→ **WHAT NEEDS TO BE DONE**
Print the whole listing below again, exactly as given.

→ **SUPPLIED RECORDS**

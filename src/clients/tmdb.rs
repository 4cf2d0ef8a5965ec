use reqwest::Client;
use serde::Deserialize;
use serde::de::DeserializeOwned;
use thiserror::Error;
use tracing::debug;
use url::Url;

use super::error::{UpstreamError, ensure_success};
use crate::config::TmdbConfig;
use crate::constants::OVERVIEW_ELLIPSIS;
use crate::constants::images::{BACKDROP_SIZE, POSTER_SIZE, TMDB_IMAGE_BASE};
use crate::models::{GenreMap, MovieRecord};

const SERVICE: &str = "TMDB";

#[derive(Debug, Error)]
pub enum TmdbError {
    #[error("no movies found for title: {0}")]
    NotFound(String),

    #[error(transparent)]
    Upstream(#[from] UpstreamError),
}

#[derive(Debug, Clone, Default, Deserialize)]
pub struct TmdbMovie {
    #[serde(default)]
    pub id: i64,
    #[serde(default)]
    pub title: String,
    pub release_date: Option<String>,
    pub poster_path: Option<String>,
    pub backdrop_path: Option<String>,
    #[serde(default)]
    pub vote_average: f64,
    pub overview: Option<String>,
    #[serde(default)]
    pub genre_ids: Vec<i64>,
}

impl TmdbMovie {
    #[must_use]
    pub fn year(&self) -> &str {
        extract_year(self.release_date.as_deref().unwrap_or_default())
    }
}

#[derive(Debug, Deserialize)]
struct PagedResponse {
    #[serde(default)]
    results: Vec<TmdbMovie>,
    #[serde(default = "first_page")]
    total_pages: u32,
}

const fn first_page() -> u32 {
    1
}

#[derive(Debug, Deserialize)]
struct GenreListResponse {
    genres: Vec<TmdbGenre>,
}

#[derive(Debug, Deserialize)]
struct TmdbGenre {
    id: i64,
    name: String,
}

/// One page of a discover query.
#[derive(Debug, Clone)]
pub struct DiscoverPage {
    pub movies: Vec<TmdbMovie>,
    pub total_pages: u32,
}

#[derive(Clone)]
pub struct TmdbClient {
    client: Client,
    api_key: String,
    base_url: String,
}

impl TmdbClient {
    #[must_use]
    pub fn new(config: &TmdbConfig) -> Self {
        Self::with_shared_client(Client::new(), config)
    }

    #[must_use]
    pub fn with_shared_client(client: Client, config: &TmdbConfig) -> Self {
        Self {
            client,
            api_key: config.api_key.clone(),
            base_url: config.base_url.trim_end_matches('/').to_string(),
        }
    }

    fn endpoint(&self, path: &str, params: &[(&str, &str)]) -> Result<Url, UpstreamError> {
        let mut url = Url::parse(&format!("{}{}", self.base_url, path))
            .map_err(|e| UpstreamError::url(SERVICE, e))?;

        {
            let mut query = url.query_pairs_mut();
            query.append_pair("api_key", &self.api_key);
            for (key, value) in params {
                query.append_pair(key, value);
            }
        }

        Ok(url)
    }

    async fn get_json<T: DeserializeOwned>(&self, url: Url) -> Result<T, UpstreamError> {
        debug!(path = url.path(), "TMDB request");

        let response = self
            .client
            .get(url)
            .send()
            .await
            .map_err(|e| UpstreamError::transport(SERVICE, e))?;

        ensure_success(SERVICE, response)
            .await?
            .json()
            .await
            .map_err(|e| UpstreamError::decode(SERVICE, e))
    }

    /// Full, unfiltered search result list. An empty list is not an error.
    pub async fn search(&self, title: &str) -> Result<Vec<TmdbMovie>, TmdbError> {
        let url = self.endpoint("/search/movie", &[("query", title)])?;
        let response: PagedResponse = self.get_json(url).await?;
        Ok(response.results)
    }

    /// Takes the catalog's first hit as the canonical match.
    pub async fn resolve(&self, title: &str) -> Result<TmdbMovie, TmdbError> {
        self.search(title)
            .await?
            .into_iter()
            .next()
            .ok_or_else(|| TmdbError::NotFound(title.to_string()))
    }

    /// Fetched fresh on every call; callers reuse the result within a request.
    pub async fn genre_map(&self) -> Result<GenreMap, TmdbError> {
        let url = self.endpoint("/genre/movie/list", &[])?;
        let response: GenreListResponse = self.get_json(url).await?;

        Ok(response
            .genres
            .into_iter()
            .map(|genre| (genre.id, genre.name))
            .collect())
    }

    pub async fn discover_by_year(&self, year: &str) -> Result<Vec<TmdbMovie>, TmdbError> {
        let url = self.endpoint(
            "/discover/movie",
            &[
                ("primary_release_year", year),
                ("sort_by", "popularity.desc"),
            ],
        )?;
        let response: PagedResponse = self.get_json(url).await?;
        Ok(response.results)
    }

    pub async fn discover_by_date_range(
        &self,
        start_year: &str,
        end_year: &str,
        page: u32,
    ) -> Result<DiscoverPage, TmdbError> {
        let from = format!("{start_year}-01-01");
        let to = format!("{end_year}-12-31");
        let page = page.max(1).to_string();

        let url = self.endpoint(
            "/discover/movie",
            &[
                ("primary_release_date.gte", from.as_str()),
                ("primary_release_date.lte", to.as_str()),
                ("sort_by", "popularity.desc"),
                ("page", page.as_str()),
            ],
        )?;
        let response: PagedResponse = self.get_json(url).await?;

        Ok(DiscoverPage {
            movies: response.results,
            total_pages: response.total_pages,
        })
    }
}

#[must_use]
pub fn format_poster_url(poster_path: &str) -> String {
    image_url(POSTER_SIZE, poster_path)
}

#[must_use]
pub fn format_backdrop_url(backdrop_path: &str) -> String {
    image_url(BACKDROP_SIZE, backdrop_path)
}

fn image_url(size: &str, path: &str) -> String {
    if path.is_empty() {
        return String::new();
    }
    format!("{TMDB_IMAGE_BASE}/{size}{path}")
}

/// First four bytes of a `YYYY-MM-DD` release date, or empty when shorter.
#[must_use]
pub fn extract_year(release_date: &str) -> &str {
    release_date.get(..4).unwrap_or_default()
}

/// Maps genre ids to names in upstream order, dropping ids the map doesn't know.
#[must_use]
pub fn genre_names(genre_ids: &[i64], genres: &GenreMap) -> Vec<String> {
    genre_ids
        .iter()
        .filter_map(|id| genres.get(id).cloned())
        .collect()
}

/// Cuts `overview` to `max_length` bytes and appends "...".
///
/// The cut is a byte cut, not a word or sentence boundary. When byte
/// `max_length` falls inside a multi-byte character the cut moves back to the
/// preceding character boundary, so the result may be a few bytes shorter.
#[must_use]
pub fn truncate_overview(overview: &str, max_length: usize) -> String {
    if overview.len() <= max_length {
        return overview.to_string();
    }

    let mut end = max_length;
    while !overview.is_char_boundary(end) {
        end -= 1;
    }

    format!("{}{OVERVIEW_ELLIPSIS}", &overview[..end])
}

/// Assembles the client-facing record for a catalog result. The spoiler is
/// left empty.
#[must_use]
pub fn to_movie_record(movie: &TmdbMovie, genres: &GenreMap, overview_max: usize) -> MovieRecord {
    MovieRecord {
        title: movie.title.clone(),
        year: movie.year().to_string(),
        poster: format_poster_url(movie.poster_path.as_deref().unwrap_or_default()),
        backdrop: format_backdrop_url(movie.backdrop_path.as_deref().unwrap_or_default()),
        rating: movie.vote_average,
        genres: genre_names(&movie.genre_ids, genres),
        overview: truncate_overview(movie.overview.as_deref().unwrap_or_default(), overview_max),
        spoiler: String::new(),
    }
}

→ **SOLUTION TO THIS PROBLEM**
filename src/clients/tmdb.rs
repository 4cf2d0ef8a5965ec
use reqwest::Client;
use serde::Deserialize;
use serde::de::DeserializeOwned;
use thiserror::Error;
use tracing::debug;
use url::Url;

use super::error::{UpstreamError, ensure_success};
use crate::config::TmdbConfig;
use crate::constants::OVERVIEW_ELLIPSIS;
use crate::constants::images::{BACKDROP_SIZE, POSTER_SIZE, TMDB_IMAGE_BASE};
use crate::models::{GenreMap, MovieRecord};

const SERVICE: &str = "TMDB";

#[derive(Debug, Error)]
pub enum TmdbError {
    #[error("no movies found for title: {0}")]
    NotFound(String),

    #[error(transparent)]
    Upstream(#[from] UpstreamError),
}

#[derive(Debug, Clone, Default, Deserialize)]
pub struct TmdbMovie {
    #[serde(default)]
    pub id: i64,
    #[serde(default)]
    pub title: String,
    pub release_date: Option<String>,
    pub poster_path: Option<String>,
    pub backdrop_path: Option<String>,
    #[serde(default)]
    pub vote_average: f64,
    pub overview: Option<String>,
    #[serde(default)]
    pub genre_ids: Vec<i64>,
}

impl TmdbMovie {
    #[must_use]
    pub fn year(&self) -> &str {
        extract_year(self.release_date.as_deref().unwrap_or_default())
    }
}

#[derive(Debug, Deserialize)]
struct PagedResponse {
    #[serde(default)]
    results: Vec<TmdbMovie>,
    #[serde(default = "first_page")]
    total_pages: u32,
}

const fn first_page() -> u32 {
    1
}

#[derive(Debug, Deserialize)]
struct GenreListResponse {
    genres: Vec<TmdbGenre>,
}

#[derive(Debug, Deserialize)]
struct TmdbGenre {
    id: i64,
    name: String,
}

/// One page of a discover query.
#[derive(Debug, Clone)]
pub struct DiscoverPage {
    pub movies: Vec<TmdbMovie>,
    pub total_pages: u32,
}

#[derive(Clone)]
pub struct TmdbClient {
    client: Client,
    api_key: String,
    base_url: String,
}

impl TmdbClient {
    #[must_use]
    pub fn new(config: &TmdbConfig) -> Self {
        Self::with_shared_client(Client::new(), config)
    }

    #[must_use]
    pub fn with_shared_client(client: Client, config: &TmdbConfig) -> Self {
        Self {
            client,
            api_key: config.api_key.clone(),
            base_url: config.base_url.trim_end_matches('/').to_string(),
        }
    }

    fn endpoint(&self, path: &str, params: &[(&str, &str)]) -> Result<Url, UpstreamError> {
        let mut url = Url::parse(&format!("{}{}", self.base_url, path))
            .map_err(|e| UpstreamError::url(SERVICE, e))?;

        {
            let mut query = url.query_pairs_mut();
            query.append_pair("api_key", &self.api_key);
            for (key, value) in params {
                query.append_pair(key, value);
            }
        }

        Ok(url)
    }

    async fn get_json<T: DeserializeOwned>(&self, url: Url) -> Result<T, UpstreamError> {
        debug!(path = url.path(), "TMDB request");

        let response = self
            .client
            .get(url)
            .send()
            .await
            .map_err(|e| UpstreamError::transport(SERVICE, e))?;

        ensure_success(SERVICE, response)
            .await?
            .json()
            .await
            .map_err(|e| UpstreamError::decode(SERVICE, e))
    }

    /// Full, unfiltered search result list. An empty list is not an error.
    pub async fn search(&self, title: &str) -> Result<Vec<TmdbMovie>, TmdbError> {
        let url = self.endpoint("/search/movie", &[("query", title)])?;
        let response: PagedResponse = self.get_json(url).await?;
        Ok(response.results)
    }

    /// Takes the catalog's first hit as the canonical match.
    pub async fn resolve(&self, title: &str) -> Result<TmdbMovie, TmdbError> {
        self.search(title)
            .await?
            .into_iter()
            .next()
            .ok_or_else(|| TmdbError::NotFound(title.to_string()))
    }

    /// Fetched fresh on every call; callers reuse the result within a request.
    pub async fn genre_map(&self) -> Result<GenreMap, TmdbError> {
        let url = self.endpoint("/genre/movie/list", &[])?;
        let response: GenreListResponse = self.get_json(url).await?;

        Ok(response
            .genres
            .into_iter()
            .map(|genre| (genre.id, genre.name))
            .collect())
    }

    pub async fn discover_by_year(&self, year: &str) -> Result<Vec<TmdbMovie>, TmdbError> {
        let url = self.endpoint(
            "/discover/movie",
            &[
                ("primary_release_year", year),
                ("sort_by", "popularity.desc"),
            ],
        )?;
        let response: PagedResponse = self.get_json(url).await?;
        Ok(response.results)
    }

    pub async fn discover_by_date_range(
        &self,
        start_year: &str,
        end_year: &str,
        page: u32,
    ) -> Result<DiscoverPage, TmdbError> {
        let from = format!("{start_year}-01-01");
        let to = format!("{end_year}-12-31");
        let page = page.max(1).to_string();

        let url = self.endpoint(
            "/discover/movie",
            &[
                ("primary_release_date.gte", from.as_str()),
                ("primary_release_date.lte", to.as_str()),
                ("sort_by", "popularity.desc"),
                ("page", page.as_str()),
            ],
        )?;
        let response: PagedResponse = self.get_json(url).await?;

        Ok(DiscoverPage {
            movies: response.results,
            total_pages: response.total_pages,
        })
    }
}

#[must_use]
pub fn format_poster_url(poster_path: &str) -> String {
    image_url(POSTER_SIZE, poster_path)
}

#[must_use]
pub fn format_backdrop_url(backdrop_path: &str) -> String {
    image_url(BACKDROP_SIZE, backdrop_path)
}

fn image_url(size: &str, path: &str) -> String {
    if path.is_empty() {
        return String::new();
    }
    format!("{TMDB_IMAGE_BASE}/{size}{path}")
}

/// First four bytes of a `YYYY-MM-DD` release date, or empty when shorter.
#[must_use]
pub fn extract_year(release_date: &str) -> &str {
    release_date.get(..4).unwrap_or_default()
}

/// Maps genre ids to names in upstream order, dropping ids the map doesn't know.
#[must_use]
pub fn genre_names(genre_ids: &[i64], genres: &GenreMap) -> Vec<String> {
    genre_ids
        .iter()
        .filter_map(|id| genres.get(id).cloned())
        .collect()
}

/// Cuts `overview` to `max_length` bytes and appends "...".
///
/// The cut is a byte cut, not a word or sentence boundary. When byte
/// `max_length` falls inside a multi-byte character the cut moves back to the
/// preceding character boundary, so the result may be a few bytes shorter.
#[must_use]
pub fn truncate_overview(overview: &str, max_length: usize) -> String {
    if overview.len() <= max_length {
        return overview.to_string();
    }

    let mut end = max_length;
    while !overview.is_char_boundary(end) {
        end -= 1;
    }

    format!("{}{OVERVIEW_ELLIPSIS}", &overview[..end])
}

/// Assembles the client-facing record for a catalog result. The spoiler is
/// left empty.
#[must_use]
pub fn to_movie_record(movie: &TmdbMovie, genres: &GenreMap, overview_max: usize) -> MovieRecord {
    MovieRecord {
        title: movie.title.clone(),
        year: movie.year().to_string(),
        poster: format_poster_url(movie.poster_path.as_deref().unwrap_or_default()),
        backdrop: format_backdrop_url(movie.backdrop_path.as_deref().unwrap_or_default()),
        rating: movie.vote_average,
        genres: genre_names(&movie.genre_ids, genres),
        overview: truncate_overview(movie.overview.as_deref().unwrap_or_default(), overview_max),
        spoiler: String::new(),
    }
}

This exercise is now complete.